La Emperatriz Se Volvió A Casar - Capítulo 176

Capítulo 176. Una Inquietante Sensación De Homogeneidad (1)



Christa me miró de reojo avergonzada.

Si lo corrigiera nuevamente, parecería que lo estuviera regañando, así que está tratando de hacer que se dé cuenta de quién soy... Desafortunadamente, el cortesano no se percató de ello.

Al no entender nada, el cortesano continuó con los 'elogios a la verdadera reina,' Christa me miró desesperadamente esta vez.

Parecía querer que me presentara y le dijera la verdad yo misma.

Lo siento por Christa, pero... no di un paso adelante.

En su lugar, miré al cortesano en silencio. Quería ver la actitud honesta de los cortesanos al respecto.

Lo que me preocupaba antes. Dos reinas con poca diferencia de edad. El palacio real, donde una transición natural del poder no tuvo lugar y, por consiguiente, había dos reinas.

Una ya no es oficialmente la reina, desde hace un año, pero continuó actuando como si lo fuera. Sus amigos, familiares y seguidores están todos aquí. Incluso la mayoría de los cortesanos puede que hayan sido contratados por ella.

Al contrario, la otra reina es extranjera, su familia, amigos y seguidores están todos en el extranjero. No tiene relación alguna con los cortesanos del Reino Occidental.

Era obvio que reina le gustaba a los cortesanos, pero quería asegurarme con mis propios ojos. 

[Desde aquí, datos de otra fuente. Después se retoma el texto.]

//! Join and leave actions.
//!
//! Both actions always answer with a redirect back to the referring page.
//! Their outcome is reported as a notice the page picks up from `/notices`.

use axum::{
    Form, Json, Router,
    extract::{State, rejection::FormRejection},
    http::{HeaderMap, header::REFERER},
    response::Redirect,
    routing::{get, post},
};
use eventcal_core::i18n::{
    ADD_TO_MY_CALENDAR_ERROR, ADD_TO_MY_CALENDAR_RESPONSE, REMOVE_FROM_MY_CALENDAR_RESPONSE,
};
use eventcal_core::{EventId, Translator};
use serde::Deserialize;
use tracing::{info, warn};

use crate::notices::{Notice, NoticeKind};
use crate::routes::AppError;
use crate::session::SessionUser;
use crate::state::AppState;

pub fn router() -> Router<AppState> {
    Router::new()
        .route("/action/event_calendar/add_personal", post(add_personal))
        .route("/action/event_calendar/remove_personal", post(remove_personal))
        .route("/notices", get(list_notices))
}

/// Action input: `guid` of the event
#[derive(Deserialize)]
pub struct ActionForm {
    pub guid: Option<String>,
}

fn event_id(form: Result<Form<ActionForm>, FormRejection>) -> Option<EventId> {
    form.ok()?.0.guid?.parse().ok()
}

fn back(headers: &HeaderMap) -> Redirect {
    let target = headers
        .get(REFERER)
        .and_then(|v| v.to_str().ok())
        .filter(|v| !v.is_empty())
        .unwrap_or("/");
    Redirect::to(target)
}

/// POST /action/event_calendar/add_personal - Add an event to the user's calendar
async fn add_personal(
    State(state): State<AppState>,
    SessionUser(user): SessionUser,
    headers: HeaderMap,
    form: Result<Form<ActionForm>, FormRejection>,
) -> Result<Redirect, AppError> {
    let redirect = back(&headers);

    let (Some(event_id), Some(user)) = (event_id(form), user) else {
        return Ok(redirect);
    };

    let (kind, message) = {
        let mut registry = state.registry()?;

        let Some(event) = registry.find_event(event_id)? else {
            return Ok(redirect);
        };

        if registry.is_participating(&event, &user) {
            return Ok(redirect);
        }

        let (kind, key) = match registry.join(&event, &user) {
            Ok(outcome) if outcome.added() => (NoticeKind::Success, ADD_TO_MY_CALENDAR_RESPONSE),
            Ok(outcome) => {
                info!(event = %event.id, user = %user.id, %outcome, "Could not add event to calendar");
                (NoticeKind::Error, ADD_TO_MY_CALENDAR_ERROR)
            }
            Err(e) => {
                warn!(event = %event.id, user = %user.id, error = %e, "Join failed");
                (NoticeKind::Error, ADD_TO_MY_CALENDAR_ERROR)
            }
        };

        (kind, registry.translator().translate(key))
    };

    state.notices()?.push(user.id, kind, message);
    Ok(redirect)
}

/// POST /action/event_calendar/remove_personal - Remove an event from the user's calendar
async fn remove_personal(
    State(state): State<AppState>,
    SessionUser(user): SessionUser,
    headers: HeaderMap,
    form: Result<Form<ActionForm>, FormRejection>,
) -> Result<Redirect, AppError> {
    let redirect = back(&headers);

    let (Some(event_id), Some(user)) = (event_id(form), user) else {
        return Ok(redirect);
    };

    let message = {
        let mut registry = state.registry()?;

        let Some(event) = registry.find_event(event_id)? else {
            return Ok(redirect);
        };

        registry.leave(&event, &user);
        registry
            .translator()
            .translate(REMOVE_FROM_MY_CALENDAR_RESPONSE)
    };

    state.notices()?.push(user.id, NoticeKind::Success, message);
    Ok(redirect)
}

/// GET /notices - Pop queued notices for the logged-in user
async fn list_notices(
    State(state): State<AppState>,
    SessionUser(user): SessionUser,
) -> Result<Json<Vec<Notice>>, AppError> {
    let user = user.ok_or_else(AppError::unauthorized)?;
    let notices = state.notices()?.drain(user.id);
    Ok(Json(notices))
}

#[cfg(test)]
mod tests {
    use super::*;
    use crate::routes;
    use crate::session::USER_HEADER;
    use axum::body::Body;
    use axum::http::{Request, StatusCode, header};
    use chrono::{TimeZone, Utc};
    use eventcal_core::{
        EntityStore, Event, FileStore, ParticipationRegistry, ParticipationStore, Settings, User,
        UserId,
    };
    use tower::ServiceExt;

    struct Fixture {
        _dir: tempfile::TempDir,
        state: AppState,
        app: Router,
    }

    fn fixture(spots: u32) -> Fixture {
        let dir = tempfile::tempdir().unwrap();
        let mut store = FileStore::open(dir.path().join("store.json")).unwrap();

        let start = Utc.with_ymd_and_hms(2025, 10, 4, 18, 0, 0).unwrap();
        let mut event = Event::new(EventId(10), "Harvest dinner", UserId(1), start);
        event.spots = spots;
        store.put_event(event).unwrap();
        for (id, name) in [(1, "owner"), (2, "alice"), (3, "bob")] {
            store.put_user(User::new(UserId(id), name)).unwrap();
        }

        let settings = Settings {
            spots_display: true,
            ..Settings::default()
        };
        let state = AppState::from_registry(ParticipationRegistry::with_settings(store, settings));
        let app = routes::router(state.clone());

        Fixture {
            _dir: dir,
            state,
            app,
        }
    }

    fn action(path: &str, user: Option<u64>, body: &str) -> Request<Body> {
        let mut builder = Request::builder()
            .method("POST")
            .uri(path)
            .header(header::REFERER, "/event_calendar/view/10")
            .header(header::CONTENT_TYPE, "application/x-www-form-urlencoded");
        if let Some(id) = user {
            builder = builder.header(USER_HEADER, id.to_string());
        }
        builder.body(Body::from(body.to_string())).unwrap()
    }

    fn join(user: u64) -> Request<Body> {
        action("/action/event_calendar/add_personal", Some(user), "guid=10")
    }

    fn leave(user: u64) -> Request<Body> {
        action("/action/event_calendar/remove_personal", Some(user), "guid=10")
    }

    fn participating(state: &AppState, user: u64) -> bool {
        let registry = state.registry().unwrap();
        let event = registry.event(EventId(10)).unwrap();
        let user = registry.user(UserId(user)).unwrap();
        registry.is_participating(&event, &user)
    }

    fn notices(state: &AppState, user: u64) -> Vec<Notice> {
        state.notices().unwrap().drain(UserId(user))
    }

    #[tokio::test]
    async fn join_redirects_back_with_success_notice() {
        let f = fixture(5);

        let response = f.app.clone().oneshot(join(2)).await.unwrap();

        assert_eq!(response.status(), StatusCode::SEE_OTHER);
        assert_eq!(
            response.headers().get(header::LOCATION).unwrap(),
            "/event_calendar/view/10"
        );
        assert!(participating(&f.state, 2));

        let notices = notices(&f.state, 2);
        assert_eq!(notices.len(), 1);
        assert_eq!(notices[0].kind, NoticeKind::Success);
        assert_eq!(
            notices[0].message,
            "This event has been added to your personal calendar."
        );
    }

    #[tokio::test]
    async fn joining_twice_is_silent() {
        let f = fixture(5);

        f.app.clone().oneshot(join(2)).await.unwrap();
        notices(&f.state, 2);

        let response = f.app.clone().oneshot(join(2)).await.unwrap();
        assert_eq!(response.status(), StatusCode::SEE_OTHER);
        assert!(notices(&f.state, 2).is_empty());
    }

    #[tokio::test]
    async fn full_event_reports_error_notice() {
        let f = fixture(1);

        f.app.clone().oneshot(join(2)).await.unwrap();
        f.app.clone().oneshot(join(3)).await.unwrap();

        assert!(!participating(&f.state, 3));
        let notices = notices(&f.state, 3);
        assert_eq!(notices.len(), 1);
        assert_eq!(notices[0].kind, NoticeKind::Error);
    }

    #[tokio::test(flavor = "multi_thread", worker_threads = 4)]
    async fn concurrent_joins_fill_a_single_spot_once() {
        let f = fixture(1);
        {
            let mut registry = f.state.registry().unwrap();
            for id in 4..=12 {
                registry
                    .store_mut()
                    .put_user(User::new(UserId(id), format!("guest{id}")))
                    .unwrap();
            }
        }

        let joins: Vec<_> = (2..=12)
            .map(|user| tokio::spawn(f.app.clone().oneshot(join(user))))
            .collect();
        for handle in joins {
            let response = handle.await.unwrap().unwrap();
            assert_eq!(response.status(), StatusCode::SEE_OTHER);
        }

        let joined: Vec<u64> = (2..=12).filter(|&u| participating(&f.state, u)).collect();
        assert_eq!(joined.len(), 1);

        let successes = (2..=12)
            .flat_map(|u| notices(&f.state, u))
            .filter(|n| n.kind == NoticeKind::Success)
            .count();
        assert_eq!(successes, 1);

        let registry = f.state.registry().unwrap();
        let event = registry.event(EventId(10)).unwrap();
        assert_eq!(registry.participant_count(&event).unwrap(), 1);
    }

    #[tokio::test]
    async fn leave_frees_the_spot() {
        let f = fixture(1);

        f.app.clone().oneshot(join(2)).await.unwrap();
        f.app.clone().oneshot(leave(2)).await.unwrap();
        f.app.clone().oneshot(join(3)).await.unwrap();

        assert!(!participating(&f.state, 2));
        assert!(participating(&f.state, 3));
    }

    #[tokio::test]
    async fn leave_without_joining_still_succeeds() {
        let f = fixture(5);

        let response = f.app.clone().oneshot(leave(3)).await.unwrap();

        assert_eq!(response.status(), StatusCode::SEE_OTHER);
        let notices = notices(&f.state, 3);
        assert_eq!(notices.len(), 1);
        assert_eq!(notices[0].kind, NoticeKind::Success);
    }

    #[tokio::test]
    async fn leave_purges_legacy_records() {
        let f = fixture(5);
        f.state
            .registry()
            .unwrap()
            .store_mut()
            .add_annotation(EventId(10), "3".into())
            .unwrap();
        assert!(participating(&f.state, 3));

        f.app.clone().oneshot(leave(3)).await.unwrap();

        assert!(!participating(&f.state, 3));
        let registry = f.state.registry().unwrap();
        assert!(registry.store().annotations(EventId(10)).unwrap().is_empty());
    }

    #[tokio::test]
    async fn unknown_event_or_user_does_nothing() {
        let f = fixture(5);

        let missing_event = action("/action/event_calendar/add_personal", Some(2), "guid=99");
        let response = f.app.clone().oneshot(missing_event).await.unwrap();
        assert_eq!(response.status(), StatusCode::SEE_OTHER);

        let garbage = action("/action/event_calendar/add_personal", Some(2), "guid=abc");
        f.app.clone().oneshot(garbage).await.unwrap();

        let anonymous = action("/action/event_calendar/add_personal", None, "guid=10");
        f.app.clone().oneshot(anonymous).await.unwrap();

        assert!(!participating(&f.state, 2));
        assert!(notices(&f.state, 2).is_empty());
    }

    #[tokio::test]
    async fn missing_referer_redirects_home() {
        let f = fixture(5);
        let request = Request::builder()
            .method("POST")
            .uri("/action/event_calendar/add_personal")
            .header(header::CONTENT_TYPE, "application/x-www-form-urlencoded")
            .header(USER_HEADER, "2")
            .body(Body::from("guid=10"))
            .unwrap();

        let response = f.app.clone().oneshot(request).await.unwrap();
        assert_eq!(response.headers().get(header::LOCATION).unwrap(), "/");
    }

    #[tokio::test]
    async fn notices_endpoint_drains_queue() {
        let f = fixture(5);
        f.app.clone().oneshot(join(2)).await.unwrap();

        let request = || {
            Request::builder()
                .uri("/notices")
                .header(USER_HEADER, "2")
                .body(Body::empty())
                .unwrap()
        };

        let response = f.app.clone().oneshot(request()).await.unwrap();
        assert_eq!(response.status(), StatusCode::OK);
        let body = axum::body::to_bytes(response.into_body(), usize::MAX).await.unwrap();
        let notices: serde_json::Value = serde_json::from_slice(&body).unwrap();
        assert_eq!(notices[0]["kind"], "success");

        let response = f.app.clone().oneshot(request()).await.unwrap();
        let body = axum::body::to_bytes(response.into_body(), usize::MAX).await.unwrap();
        assert_eq!(body.as_ref(), b"[]");
    }

    #[tokio::test]
    async fn notices_require_login() {
        let f = fixture(5);
        let request = Request::builder().uri("/notices").body(Body::empty()).unwrap();

        let response = f.app.clone().oneshot(request).await.unwrap();
        assert_eq!(response.status(), StatusCode::UNAUTHORIZED);
    }
}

Después de eso, nos encontramos con más cortesanos y situaciones similares continuaron sucediendo, pero me quedé quieta hasta el final.

"E-Espero que no te sientas muy mal."

Cuando casi llegamos al anexo, Christa me habló cuidadosamente, como si estuviera preocupada.

Tenía una sonrisa triste en su pálida boca.

"Es que están acostumbrados a mí, pero son buenas personas. Si bien sienten lástima por mi situación actual, te aseguro que pronto te seguirán."

"Sí..."

Respondí un poco despacio para no sonar demasiado seca.

Sin embargo, no estuve de acuerdo con ella en absoluto. La mayoría de los cortesanos que nos encontramos en el camino hasta ahora elogiaron a Christa, llamándola reina.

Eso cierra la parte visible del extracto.